— Work instructions —
In the listing below, how many lines carry the word "transition"? Reply with only the number.
+++
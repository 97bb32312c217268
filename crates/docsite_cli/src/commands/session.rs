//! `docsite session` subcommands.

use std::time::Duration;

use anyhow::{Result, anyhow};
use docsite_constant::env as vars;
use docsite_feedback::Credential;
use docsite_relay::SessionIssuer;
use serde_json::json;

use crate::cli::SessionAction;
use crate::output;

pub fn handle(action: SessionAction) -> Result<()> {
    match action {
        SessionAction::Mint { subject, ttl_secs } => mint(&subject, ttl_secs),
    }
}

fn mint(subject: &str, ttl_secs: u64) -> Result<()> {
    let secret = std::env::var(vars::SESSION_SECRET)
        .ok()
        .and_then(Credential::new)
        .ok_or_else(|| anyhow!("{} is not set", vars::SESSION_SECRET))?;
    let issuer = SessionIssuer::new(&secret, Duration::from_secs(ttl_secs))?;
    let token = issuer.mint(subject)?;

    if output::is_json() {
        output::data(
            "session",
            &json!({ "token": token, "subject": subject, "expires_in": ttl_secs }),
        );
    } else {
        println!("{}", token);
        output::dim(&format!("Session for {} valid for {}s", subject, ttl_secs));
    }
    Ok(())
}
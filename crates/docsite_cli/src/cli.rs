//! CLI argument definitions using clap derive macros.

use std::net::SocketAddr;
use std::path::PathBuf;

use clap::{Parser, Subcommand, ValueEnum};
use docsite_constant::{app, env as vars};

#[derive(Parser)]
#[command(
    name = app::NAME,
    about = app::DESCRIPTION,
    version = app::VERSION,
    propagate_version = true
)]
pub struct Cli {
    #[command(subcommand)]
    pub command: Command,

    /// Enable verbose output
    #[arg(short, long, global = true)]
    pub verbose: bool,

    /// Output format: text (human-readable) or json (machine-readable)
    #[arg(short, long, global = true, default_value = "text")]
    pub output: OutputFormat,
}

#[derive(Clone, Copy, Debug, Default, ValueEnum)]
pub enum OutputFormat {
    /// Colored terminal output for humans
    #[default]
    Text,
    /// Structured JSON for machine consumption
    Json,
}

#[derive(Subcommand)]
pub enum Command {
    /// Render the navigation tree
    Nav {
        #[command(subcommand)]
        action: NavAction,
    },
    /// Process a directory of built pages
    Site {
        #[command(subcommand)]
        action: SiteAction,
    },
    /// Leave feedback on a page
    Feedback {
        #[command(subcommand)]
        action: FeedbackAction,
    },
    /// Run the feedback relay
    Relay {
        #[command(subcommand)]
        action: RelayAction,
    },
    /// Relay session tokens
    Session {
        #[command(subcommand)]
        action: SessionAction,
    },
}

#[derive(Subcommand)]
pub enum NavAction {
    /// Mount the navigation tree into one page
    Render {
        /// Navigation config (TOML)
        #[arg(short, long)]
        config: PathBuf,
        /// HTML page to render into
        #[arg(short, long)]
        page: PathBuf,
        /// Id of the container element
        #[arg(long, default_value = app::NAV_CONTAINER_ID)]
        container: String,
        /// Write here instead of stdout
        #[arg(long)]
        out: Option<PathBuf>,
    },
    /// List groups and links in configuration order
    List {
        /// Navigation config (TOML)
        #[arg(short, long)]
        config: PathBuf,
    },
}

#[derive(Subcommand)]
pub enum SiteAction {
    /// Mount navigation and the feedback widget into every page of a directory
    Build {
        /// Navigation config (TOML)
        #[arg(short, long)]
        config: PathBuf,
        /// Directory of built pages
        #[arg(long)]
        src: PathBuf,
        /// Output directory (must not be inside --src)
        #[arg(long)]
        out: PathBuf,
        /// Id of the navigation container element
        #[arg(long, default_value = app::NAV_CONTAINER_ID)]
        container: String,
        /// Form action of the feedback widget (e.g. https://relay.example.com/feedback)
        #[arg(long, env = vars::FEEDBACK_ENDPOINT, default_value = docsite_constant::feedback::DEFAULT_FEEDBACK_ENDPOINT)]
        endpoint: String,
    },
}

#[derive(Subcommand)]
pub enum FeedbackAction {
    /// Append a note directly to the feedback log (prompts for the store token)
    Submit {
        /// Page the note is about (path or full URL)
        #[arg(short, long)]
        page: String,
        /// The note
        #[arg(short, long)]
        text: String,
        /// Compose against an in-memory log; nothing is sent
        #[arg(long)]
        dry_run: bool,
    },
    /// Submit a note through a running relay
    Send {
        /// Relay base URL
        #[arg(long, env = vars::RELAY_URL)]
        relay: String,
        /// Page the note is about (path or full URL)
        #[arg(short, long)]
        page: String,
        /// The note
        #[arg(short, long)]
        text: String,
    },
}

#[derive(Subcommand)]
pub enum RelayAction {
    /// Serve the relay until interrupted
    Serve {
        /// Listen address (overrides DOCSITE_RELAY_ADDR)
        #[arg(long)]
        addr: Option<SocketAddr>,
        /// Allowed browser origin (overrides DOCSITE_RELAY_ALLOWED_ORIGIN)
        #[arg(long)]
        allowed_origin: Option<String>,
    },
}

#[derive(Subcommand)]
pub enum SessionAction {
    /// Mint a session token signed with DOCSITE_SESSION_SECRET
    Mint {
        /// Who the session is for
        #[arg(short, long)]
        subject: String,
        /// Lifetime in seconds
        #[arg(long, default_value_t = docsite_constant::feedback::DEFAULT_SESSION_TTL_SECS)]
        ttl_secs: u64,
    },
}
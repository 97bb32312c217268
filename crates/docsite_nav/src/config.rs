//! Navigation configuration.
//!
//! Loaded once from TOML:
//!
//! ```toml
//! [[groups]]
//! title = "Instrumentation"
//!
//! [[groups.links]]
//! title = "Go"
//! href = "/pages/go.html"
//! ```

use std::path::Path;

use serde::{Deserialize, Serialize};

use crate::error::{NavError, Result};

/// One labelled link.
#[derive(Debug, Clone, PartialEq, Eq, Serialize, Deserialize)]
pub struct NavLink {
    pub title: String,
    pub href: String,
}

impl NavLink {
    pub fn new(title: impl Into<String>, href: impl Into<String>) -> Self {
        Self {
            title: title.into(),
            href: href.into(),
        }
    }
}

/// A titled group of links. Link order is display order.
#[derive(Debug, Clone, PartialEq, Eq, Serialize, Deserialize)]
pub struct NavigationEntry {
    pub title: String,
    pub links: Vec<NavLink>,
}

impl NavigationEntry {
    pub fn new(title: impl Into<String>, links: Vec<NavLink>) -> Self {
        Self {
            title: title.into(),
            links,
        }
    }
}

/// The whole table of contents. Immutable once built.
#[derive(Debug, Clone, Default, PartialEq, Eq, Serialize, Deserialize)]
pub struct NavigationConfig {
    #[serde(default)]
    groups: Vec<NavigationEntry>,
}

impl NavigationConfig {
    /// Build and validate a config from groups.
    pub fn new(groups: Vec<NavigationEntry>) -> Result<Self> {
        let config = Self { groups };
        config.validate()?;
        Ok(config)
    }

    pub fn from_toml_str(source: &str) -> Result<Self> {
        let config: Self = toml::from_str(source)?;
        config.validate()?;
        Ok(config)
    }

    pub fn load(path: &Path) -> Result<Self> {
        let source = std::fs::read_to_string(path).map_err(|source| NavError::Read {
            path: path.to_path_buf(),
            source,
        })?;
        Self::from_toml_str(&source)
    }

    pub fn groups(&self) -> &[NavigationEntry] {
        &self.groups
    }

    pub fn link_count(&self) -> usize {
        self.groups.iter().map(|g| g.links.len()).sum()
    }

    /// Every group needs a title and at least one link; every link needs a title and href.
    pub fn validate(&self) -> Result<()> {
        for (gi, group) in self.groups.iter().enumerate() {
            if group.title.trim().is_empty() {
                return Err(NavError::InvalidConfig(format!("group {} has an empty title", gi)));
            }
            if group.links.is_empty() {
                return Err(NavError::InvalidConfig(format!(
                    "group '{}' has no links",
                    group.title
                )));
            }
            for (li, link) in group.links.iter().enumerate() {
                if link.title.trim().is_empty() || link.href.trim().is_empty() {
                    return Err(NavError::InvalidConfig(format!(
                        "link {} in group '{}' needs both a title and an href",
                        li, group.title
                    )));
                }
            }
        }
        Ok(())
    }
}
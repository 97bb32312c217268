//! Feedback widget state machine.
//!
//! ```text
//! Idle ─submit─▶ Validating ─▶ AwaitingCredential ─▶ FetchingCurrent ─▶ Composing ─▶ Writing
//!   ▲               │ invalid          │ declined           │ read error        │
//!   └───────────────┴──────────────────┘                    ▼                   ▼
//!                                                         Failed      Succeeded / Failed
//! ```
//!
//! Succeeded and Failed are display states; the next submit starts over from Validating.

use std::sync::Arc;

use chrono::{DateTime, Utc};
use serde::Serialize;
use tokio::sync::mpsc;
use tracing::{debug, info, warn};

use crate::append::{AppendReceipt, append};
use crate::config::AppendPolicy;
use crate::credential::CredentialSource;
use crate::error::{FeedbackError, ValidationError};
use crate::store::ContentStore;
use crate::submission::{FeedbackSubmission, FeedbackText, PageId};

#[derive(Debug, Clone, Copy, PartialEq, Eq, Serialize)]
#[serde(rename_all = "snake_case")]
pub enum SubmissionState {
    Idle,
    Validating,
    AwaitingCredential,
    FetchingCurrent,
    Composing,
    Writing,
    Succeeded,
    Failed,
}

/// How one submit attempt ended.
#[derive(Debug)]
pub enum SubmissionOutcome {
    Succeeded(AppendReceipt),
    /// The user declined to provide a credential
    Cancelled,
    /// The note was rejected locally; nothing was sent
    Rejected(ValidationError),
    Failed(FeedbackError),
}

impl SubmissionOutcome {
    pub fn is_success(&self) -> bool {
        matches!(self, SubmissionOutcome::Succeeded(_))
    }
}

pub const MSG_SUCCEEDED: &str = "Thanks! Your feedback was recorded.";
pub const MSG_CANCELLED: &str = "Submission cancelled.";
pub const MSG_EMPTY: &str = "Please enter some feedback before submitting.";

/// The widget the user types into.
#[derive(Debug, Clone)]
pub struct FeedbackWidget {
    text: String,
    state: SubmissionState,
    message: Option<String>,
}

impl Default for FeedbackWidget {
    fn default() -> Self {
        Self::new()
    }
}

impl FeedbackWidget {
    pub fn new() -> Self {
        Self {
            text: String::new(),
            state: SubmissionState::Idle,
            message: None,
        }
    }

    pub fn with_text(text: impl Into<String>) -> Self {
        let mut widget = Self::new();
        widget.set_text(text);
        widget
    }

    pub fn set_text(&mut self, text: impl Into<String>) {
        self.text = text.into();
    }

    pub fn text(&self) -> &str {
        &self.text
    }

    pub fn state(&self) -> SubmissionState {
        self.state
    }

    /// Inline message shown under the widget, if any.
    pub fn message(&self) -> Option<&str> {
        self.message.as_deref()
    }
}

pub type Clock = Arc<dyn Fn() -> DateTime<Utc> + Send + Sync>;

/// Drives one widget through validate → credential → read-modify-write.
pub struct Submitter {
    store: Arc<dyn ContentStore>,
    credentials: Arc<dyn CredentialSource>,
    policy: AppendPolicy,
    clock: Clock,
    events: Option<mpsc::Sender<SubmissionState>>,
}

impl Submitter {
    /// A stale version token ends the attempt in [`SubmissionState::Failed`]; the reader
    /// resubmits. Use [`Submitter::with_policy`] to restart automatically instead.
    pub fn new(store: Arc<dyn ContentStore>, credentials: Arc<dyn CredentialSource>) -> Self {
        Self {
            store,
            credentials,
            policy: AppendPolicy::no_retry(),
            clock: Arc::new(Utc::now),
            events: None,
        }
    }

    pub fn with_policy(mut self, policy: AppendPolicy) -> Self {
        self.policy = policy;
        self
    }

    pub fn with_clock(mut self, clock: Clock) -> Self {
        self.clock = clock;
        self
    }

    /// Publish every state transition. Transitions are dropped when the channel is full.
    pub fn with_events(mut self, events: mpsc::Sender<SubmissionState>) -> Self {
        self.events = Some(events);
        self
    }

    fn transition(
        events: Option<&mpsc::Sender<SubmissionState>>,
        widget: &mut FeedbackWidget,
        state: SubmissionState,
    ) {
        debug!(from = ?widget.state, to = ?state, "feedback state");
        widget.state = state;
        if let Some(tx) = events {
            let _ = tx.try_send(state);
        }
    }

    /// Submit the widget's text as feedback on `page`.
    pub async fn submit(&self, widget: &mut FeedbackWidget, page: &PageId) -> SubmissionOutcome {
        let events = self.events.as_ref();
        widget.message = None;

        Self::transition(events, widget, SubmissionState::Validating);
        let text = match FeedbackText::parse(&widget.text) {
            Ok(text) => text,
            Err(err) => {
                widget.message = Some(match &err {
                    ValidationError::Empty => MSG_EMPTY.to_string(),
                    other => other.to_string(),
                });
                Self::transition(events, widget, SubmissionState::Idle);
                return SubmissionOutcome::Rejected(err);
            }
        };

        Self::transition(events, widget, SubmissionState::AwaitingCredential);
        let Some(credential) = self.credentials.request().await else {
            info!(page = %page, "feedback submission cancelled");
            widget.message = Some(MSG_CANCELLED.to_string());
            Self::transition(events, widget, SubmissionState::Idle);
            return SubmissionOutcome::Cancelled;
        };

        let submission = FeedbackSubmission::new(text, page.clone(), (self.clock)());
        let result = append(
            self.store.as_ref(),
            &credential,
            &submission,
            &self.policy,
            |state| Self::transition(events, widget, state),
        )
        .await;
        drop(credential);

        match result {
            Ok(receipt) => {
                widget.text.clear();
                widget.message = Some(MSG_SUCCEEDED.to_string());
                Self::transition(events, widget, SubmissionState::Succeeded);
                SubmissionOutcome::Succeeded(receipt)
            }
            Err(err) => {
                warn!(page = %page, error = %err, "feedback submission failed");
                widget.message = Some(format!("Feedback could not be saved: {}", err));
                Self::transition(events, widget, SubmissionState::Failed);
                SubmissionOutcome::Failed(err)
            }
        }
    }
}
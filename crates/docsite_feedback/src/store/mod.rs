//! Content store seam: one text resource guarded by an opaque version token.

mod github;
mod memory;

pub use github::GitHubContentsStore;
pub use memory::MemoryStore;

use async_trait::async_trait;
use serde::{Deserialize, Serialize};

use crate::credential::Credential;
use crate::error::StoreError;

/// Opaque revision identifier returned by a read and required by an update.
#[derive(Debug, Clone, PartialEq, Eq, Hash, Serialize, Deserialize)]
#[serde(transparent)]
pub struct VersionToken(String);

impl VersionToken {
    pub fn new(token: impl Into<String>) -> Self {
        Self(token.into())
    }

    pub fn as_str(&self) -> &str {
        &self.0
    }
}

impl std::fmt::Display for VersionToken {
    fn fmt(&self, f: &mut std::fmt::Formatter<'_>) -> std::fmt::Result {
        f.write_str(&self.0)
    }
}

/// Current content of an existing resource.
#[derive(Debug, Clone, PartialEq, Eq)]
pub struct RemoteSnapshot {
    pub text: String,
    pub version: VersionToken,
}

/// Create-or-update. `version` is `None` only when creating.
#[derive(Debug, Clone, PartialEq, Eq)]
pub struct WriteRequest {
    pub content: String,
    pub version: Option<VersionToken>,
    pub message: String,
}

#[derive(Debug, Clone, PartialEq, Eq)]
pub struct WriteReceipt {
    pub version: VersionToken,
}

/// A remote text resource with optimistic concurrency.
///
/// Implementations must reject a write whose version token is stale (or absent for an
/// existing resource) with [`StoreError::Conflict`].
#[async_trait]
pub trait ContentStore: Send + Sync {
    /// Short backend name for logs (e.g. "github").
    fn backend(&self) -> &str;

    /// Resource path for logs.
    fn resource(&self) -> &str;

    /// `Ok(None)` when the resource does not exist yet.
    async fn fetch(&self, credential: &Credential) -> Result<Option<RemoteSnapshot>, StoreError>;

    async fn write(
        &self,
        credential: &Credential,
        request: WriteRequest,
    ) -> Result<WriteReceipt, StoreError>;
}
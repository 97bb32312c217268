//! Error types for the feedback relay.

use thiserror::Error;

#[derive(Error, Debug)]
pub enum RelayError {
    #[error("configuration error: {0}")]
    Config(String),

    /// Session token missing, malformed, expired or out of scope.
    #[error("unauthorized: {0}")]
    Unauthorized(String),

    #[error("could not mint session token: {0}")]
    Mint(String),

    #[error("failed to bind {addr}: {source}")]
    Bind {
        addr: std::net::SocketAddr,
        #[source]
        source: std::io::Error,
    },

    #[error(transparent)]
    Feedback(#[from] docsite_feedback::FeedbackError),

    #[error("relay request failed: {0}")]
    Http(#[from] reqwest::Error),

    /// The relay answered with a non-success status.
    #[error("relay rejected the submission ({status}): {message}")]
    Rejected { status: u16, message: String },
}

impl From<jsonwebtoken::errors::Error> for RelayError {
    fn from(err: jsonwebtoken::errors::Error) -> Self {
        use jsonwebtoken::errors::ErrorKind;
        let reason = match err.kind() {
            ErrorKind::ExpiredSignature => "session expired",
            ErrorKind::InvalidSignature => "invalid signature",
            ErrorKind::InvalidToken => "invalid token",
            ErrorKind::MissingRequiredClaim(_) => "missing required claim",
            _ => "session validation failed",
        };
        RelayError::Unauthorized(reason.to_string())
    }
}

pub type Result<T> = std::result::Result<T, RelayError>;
+++
— Solution to this problem —
9